-------- Data

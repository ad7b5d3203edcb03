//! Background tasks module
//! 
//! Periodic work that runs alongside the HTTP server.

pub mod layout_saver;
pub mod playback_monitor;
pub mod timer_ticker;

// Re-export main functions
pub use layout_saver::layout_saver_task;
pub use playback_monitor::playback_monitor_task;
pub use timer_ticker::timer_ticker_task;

----------------
-------- Data

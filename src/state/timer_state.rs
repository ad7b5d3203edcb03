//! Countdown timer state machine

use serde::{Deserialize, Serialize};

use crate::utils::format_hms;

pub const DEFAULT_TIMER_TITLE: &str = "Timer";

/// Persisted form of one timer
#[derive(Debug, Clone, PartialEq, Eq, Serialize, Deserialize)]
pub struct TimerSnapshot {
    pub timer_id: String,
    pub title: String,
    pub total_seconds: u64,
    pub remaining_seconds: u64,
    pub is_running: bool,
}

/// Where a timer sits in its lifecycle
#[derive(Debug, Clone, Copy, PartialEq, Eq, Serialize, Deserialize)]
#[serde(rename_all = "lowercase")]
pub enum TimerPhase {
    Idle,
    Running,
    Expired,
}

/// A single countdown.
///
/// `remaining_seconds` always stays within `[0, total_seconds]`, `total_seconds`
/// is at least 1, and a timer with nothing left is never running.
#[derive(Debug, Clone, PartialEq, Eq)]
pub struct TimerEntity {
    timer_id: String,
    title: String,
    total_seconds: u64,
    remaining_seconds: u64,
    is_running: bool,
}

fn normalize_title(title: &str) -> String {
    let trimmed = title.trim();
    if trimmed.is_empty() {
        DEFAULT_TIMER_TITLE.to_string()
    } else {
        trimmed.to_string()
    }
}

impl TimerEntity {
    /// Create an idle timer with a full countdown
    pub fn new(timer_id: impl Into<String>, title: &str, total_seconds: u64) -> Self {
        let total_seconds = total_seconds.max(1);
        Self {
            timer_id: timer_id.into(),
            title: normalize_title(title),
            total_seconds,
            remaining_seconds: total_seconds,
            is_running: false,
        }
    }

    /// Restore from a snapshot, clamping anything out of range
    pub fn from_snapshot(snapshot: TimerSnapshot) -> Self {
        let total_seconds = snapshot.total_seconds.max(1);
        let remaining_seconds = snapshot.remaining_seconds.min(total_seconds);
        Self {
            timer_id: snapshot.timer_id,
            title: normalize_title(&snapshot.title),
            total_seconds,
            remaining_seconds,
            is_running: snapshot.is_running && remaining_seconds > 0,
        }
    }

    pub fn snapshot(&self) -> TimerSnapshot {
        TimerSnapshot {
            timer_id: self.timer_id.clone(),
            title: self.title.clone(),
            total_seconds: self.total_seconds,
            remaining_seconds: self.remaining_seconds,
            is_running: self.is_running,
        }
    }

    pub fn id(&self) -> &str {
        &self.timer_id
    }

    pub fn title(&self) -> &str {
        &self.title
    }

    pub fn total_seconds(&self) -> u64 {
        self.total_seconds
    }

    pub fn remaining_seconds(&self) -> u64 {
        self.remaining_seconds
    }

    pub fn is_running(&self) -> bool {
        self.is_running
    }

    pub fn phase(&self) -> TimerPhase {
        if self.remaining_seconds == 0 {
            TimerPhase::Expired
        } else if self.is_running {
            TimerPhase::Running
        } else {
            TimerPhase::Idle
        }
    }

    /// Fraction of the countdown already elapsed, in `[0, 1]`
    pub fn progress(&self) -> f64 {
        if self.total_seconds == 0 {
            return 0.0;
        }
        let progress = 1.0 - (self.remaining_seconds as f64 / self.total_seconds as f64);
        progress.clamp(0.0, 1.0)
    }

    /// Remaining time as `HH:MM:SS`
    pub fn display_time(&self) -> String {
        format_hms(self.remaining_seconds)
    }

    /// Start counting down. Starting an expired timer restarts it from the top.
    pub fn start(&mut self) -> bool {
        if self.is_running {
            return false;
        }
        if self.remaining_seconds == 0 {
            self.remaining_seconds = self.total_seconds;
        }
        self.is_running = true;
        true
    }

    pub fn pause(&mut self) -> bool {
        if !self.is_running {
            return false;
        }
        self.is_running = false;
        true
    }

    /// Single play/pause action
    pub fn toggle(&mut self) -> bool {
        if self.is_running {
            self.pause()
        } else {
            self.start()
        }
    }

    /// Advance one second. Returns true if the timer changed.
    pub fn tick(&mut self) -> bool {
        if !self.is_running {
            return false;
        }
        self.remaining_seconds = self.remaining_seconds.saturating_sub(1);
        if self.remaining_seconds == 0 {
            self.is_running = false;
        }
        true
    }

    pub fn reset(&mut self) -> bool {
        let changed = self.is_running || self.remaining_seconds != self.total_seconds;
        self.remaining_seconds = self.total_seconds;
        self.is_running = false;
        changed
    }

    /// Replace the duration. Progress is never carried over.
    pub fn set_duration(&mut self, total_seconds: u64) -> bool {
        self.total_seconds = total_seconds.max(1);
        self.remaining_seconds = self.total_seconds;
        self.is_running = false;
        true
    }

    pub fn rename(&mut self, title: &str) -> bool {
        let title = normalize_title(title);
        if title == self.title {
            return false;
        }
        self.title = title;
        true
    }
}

----------------
-------- Data

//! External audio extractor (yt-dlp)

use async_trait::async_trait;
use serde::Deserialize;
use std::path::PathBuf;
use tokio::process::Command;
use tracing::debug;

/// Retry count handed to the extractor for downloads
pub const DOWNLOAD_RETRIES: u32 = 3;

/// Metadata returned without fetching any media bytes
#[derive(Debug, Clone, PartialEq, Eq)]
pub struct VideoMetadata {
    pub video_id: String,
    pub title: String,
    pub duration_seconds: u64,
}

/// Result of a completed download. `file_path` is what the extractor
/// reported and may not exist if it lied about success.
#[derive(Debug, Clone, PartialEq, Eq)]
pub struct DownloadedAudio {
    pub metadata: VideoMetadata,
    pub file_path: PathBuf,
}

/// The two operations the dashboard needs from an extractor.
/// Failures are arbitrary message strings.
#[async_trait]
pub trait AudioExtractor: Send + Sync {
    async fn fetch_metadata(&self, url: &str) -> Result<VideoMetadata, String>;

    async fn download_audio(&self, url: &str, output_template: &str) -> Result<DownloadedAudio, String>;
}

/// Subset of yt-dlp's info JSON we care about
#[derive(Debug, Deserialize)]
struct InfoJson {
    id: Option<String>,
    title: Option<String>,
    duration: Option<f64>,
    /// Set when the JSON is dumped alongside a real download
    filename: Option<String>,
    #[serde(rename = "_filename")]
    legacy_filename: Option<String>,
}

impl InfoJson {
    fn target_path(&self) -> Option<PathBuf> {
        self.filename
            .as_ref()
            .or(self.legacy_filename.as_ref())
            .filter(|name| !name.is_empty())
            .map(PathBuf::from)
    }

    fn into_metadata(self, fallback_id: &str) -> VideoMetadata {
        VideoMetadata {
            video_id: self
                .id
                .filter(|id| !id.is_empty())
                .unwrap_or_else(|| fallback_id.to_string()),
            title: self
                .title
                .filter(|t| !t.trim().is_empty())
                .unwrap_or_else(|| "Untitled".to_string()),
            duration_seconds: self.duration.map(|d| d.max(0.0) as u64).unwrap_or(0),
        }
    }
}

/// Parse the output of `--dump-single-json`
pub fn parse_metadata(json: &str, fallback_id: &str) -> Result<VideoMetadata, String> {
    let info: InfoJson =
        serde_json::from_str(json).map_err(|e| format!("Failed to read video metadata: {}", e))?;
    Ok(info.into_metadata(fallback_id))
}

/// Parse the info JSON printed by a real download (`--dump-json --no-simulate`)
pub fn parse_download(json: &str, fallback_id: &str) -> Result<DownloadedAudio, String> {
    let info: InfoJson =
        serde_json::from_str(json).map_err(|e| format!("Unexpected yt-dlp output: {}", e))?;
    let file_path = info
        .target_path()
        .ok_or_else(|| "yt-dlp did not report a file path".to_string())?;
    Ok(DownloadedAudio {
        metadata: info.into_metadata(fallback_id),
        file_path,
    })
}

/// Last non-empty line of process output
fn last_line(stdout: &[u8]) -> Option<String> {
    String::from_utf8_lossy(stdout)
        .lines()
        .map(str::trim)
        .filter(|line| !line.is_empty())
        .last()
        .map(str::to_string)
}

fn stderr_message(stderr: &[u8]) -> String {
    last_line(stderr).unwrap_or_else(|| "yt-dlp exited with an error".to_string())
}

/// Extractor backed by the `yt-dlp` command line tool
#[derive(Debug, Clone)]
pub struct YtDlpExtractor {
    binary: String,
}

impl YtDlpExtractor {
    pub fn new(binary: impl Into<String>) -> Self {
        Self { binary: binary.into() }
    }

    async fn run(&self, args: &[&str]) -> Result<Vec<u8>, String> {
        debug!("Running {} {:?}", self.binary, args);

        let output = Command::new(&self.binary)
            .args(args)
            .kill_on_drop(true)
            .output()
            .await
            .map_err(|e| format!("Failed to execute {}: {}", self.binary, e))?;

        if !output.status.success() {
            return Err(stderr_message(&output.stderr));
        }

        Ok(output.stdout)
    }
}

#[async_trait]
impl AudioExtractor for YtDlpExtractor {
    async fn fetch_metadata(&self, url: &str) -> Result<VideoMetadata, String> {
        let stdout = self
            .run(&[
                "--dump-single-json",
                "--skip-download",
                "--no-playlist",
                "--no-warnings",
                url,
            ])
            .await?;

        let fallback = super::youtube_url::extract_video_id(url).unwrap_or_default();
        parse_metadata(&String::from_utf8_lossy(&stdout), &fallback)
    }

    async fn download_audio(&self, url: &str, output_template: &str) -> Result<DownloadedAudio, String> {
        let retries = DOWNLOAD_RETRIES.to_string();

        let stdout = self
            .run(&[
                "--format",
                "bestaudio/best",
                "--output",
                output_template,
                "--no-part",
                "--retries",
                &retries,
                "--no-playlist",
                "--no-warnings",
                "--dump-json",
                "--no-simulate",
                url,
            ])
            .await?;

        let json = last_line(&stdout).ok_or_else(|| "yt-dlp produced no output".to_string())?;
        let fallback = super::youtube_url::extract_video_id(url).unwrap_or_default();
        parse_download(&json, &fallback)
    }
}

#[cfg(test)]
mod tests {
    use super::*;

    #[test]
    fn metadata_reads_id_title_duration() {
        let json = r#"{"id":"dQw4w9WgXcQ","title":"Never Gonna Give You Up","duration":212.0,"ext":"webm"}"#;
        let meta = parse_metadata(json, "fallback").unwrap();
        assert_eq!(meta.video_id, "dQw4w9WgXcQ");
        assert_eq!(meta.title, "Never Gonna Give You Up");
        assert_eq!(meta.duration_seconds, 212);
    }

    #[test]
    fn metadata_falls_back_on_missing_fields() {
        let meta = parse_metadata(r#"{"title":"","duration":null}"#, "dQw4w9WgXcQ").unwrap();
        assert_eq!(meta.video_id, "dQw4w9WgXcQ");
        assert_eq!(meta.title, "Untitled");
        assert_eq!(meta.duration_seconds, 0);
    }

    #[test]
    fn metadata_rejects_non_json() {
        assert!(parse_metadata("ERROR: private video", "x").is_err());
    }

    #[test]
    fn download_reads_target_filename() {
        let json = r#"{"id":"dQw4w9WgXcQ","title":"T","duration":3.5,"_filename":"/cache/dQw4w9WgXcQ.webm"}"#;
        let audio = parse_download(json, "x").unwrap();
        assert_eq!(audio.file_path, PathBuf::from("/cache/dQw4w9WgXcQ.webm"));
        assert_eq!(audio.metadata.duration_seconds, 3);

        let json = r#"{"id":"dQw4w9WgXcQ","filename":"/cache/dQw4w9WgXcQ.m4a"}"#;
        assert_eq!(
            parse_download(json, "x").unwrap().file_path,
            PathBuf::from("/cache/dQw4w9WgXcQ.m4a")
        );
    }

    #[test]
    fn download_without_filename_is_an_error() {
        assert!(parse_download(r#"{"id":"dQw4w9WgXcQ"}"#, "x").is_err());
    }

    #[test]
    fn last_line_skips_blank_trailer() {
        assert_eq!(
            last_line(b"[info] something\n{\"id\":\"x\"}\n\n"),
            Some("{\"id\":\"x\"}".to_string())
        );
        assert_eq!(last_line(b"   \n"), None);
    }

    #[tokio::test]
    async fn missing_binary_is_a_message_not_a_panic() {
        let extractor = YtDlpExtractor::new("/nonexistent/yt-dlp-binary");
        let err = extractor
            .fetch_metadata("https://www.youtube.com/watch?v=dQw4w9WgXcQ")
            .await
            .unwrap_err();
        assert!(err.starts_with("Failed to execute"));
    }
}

----------------

Required action
Where a line of the data holds "real", show that line.

Expected output
    /// Set when the JSON is dumped alongside a real download
/// Parse the info JSON printed by a real download (`--dump-json --no-simulate`)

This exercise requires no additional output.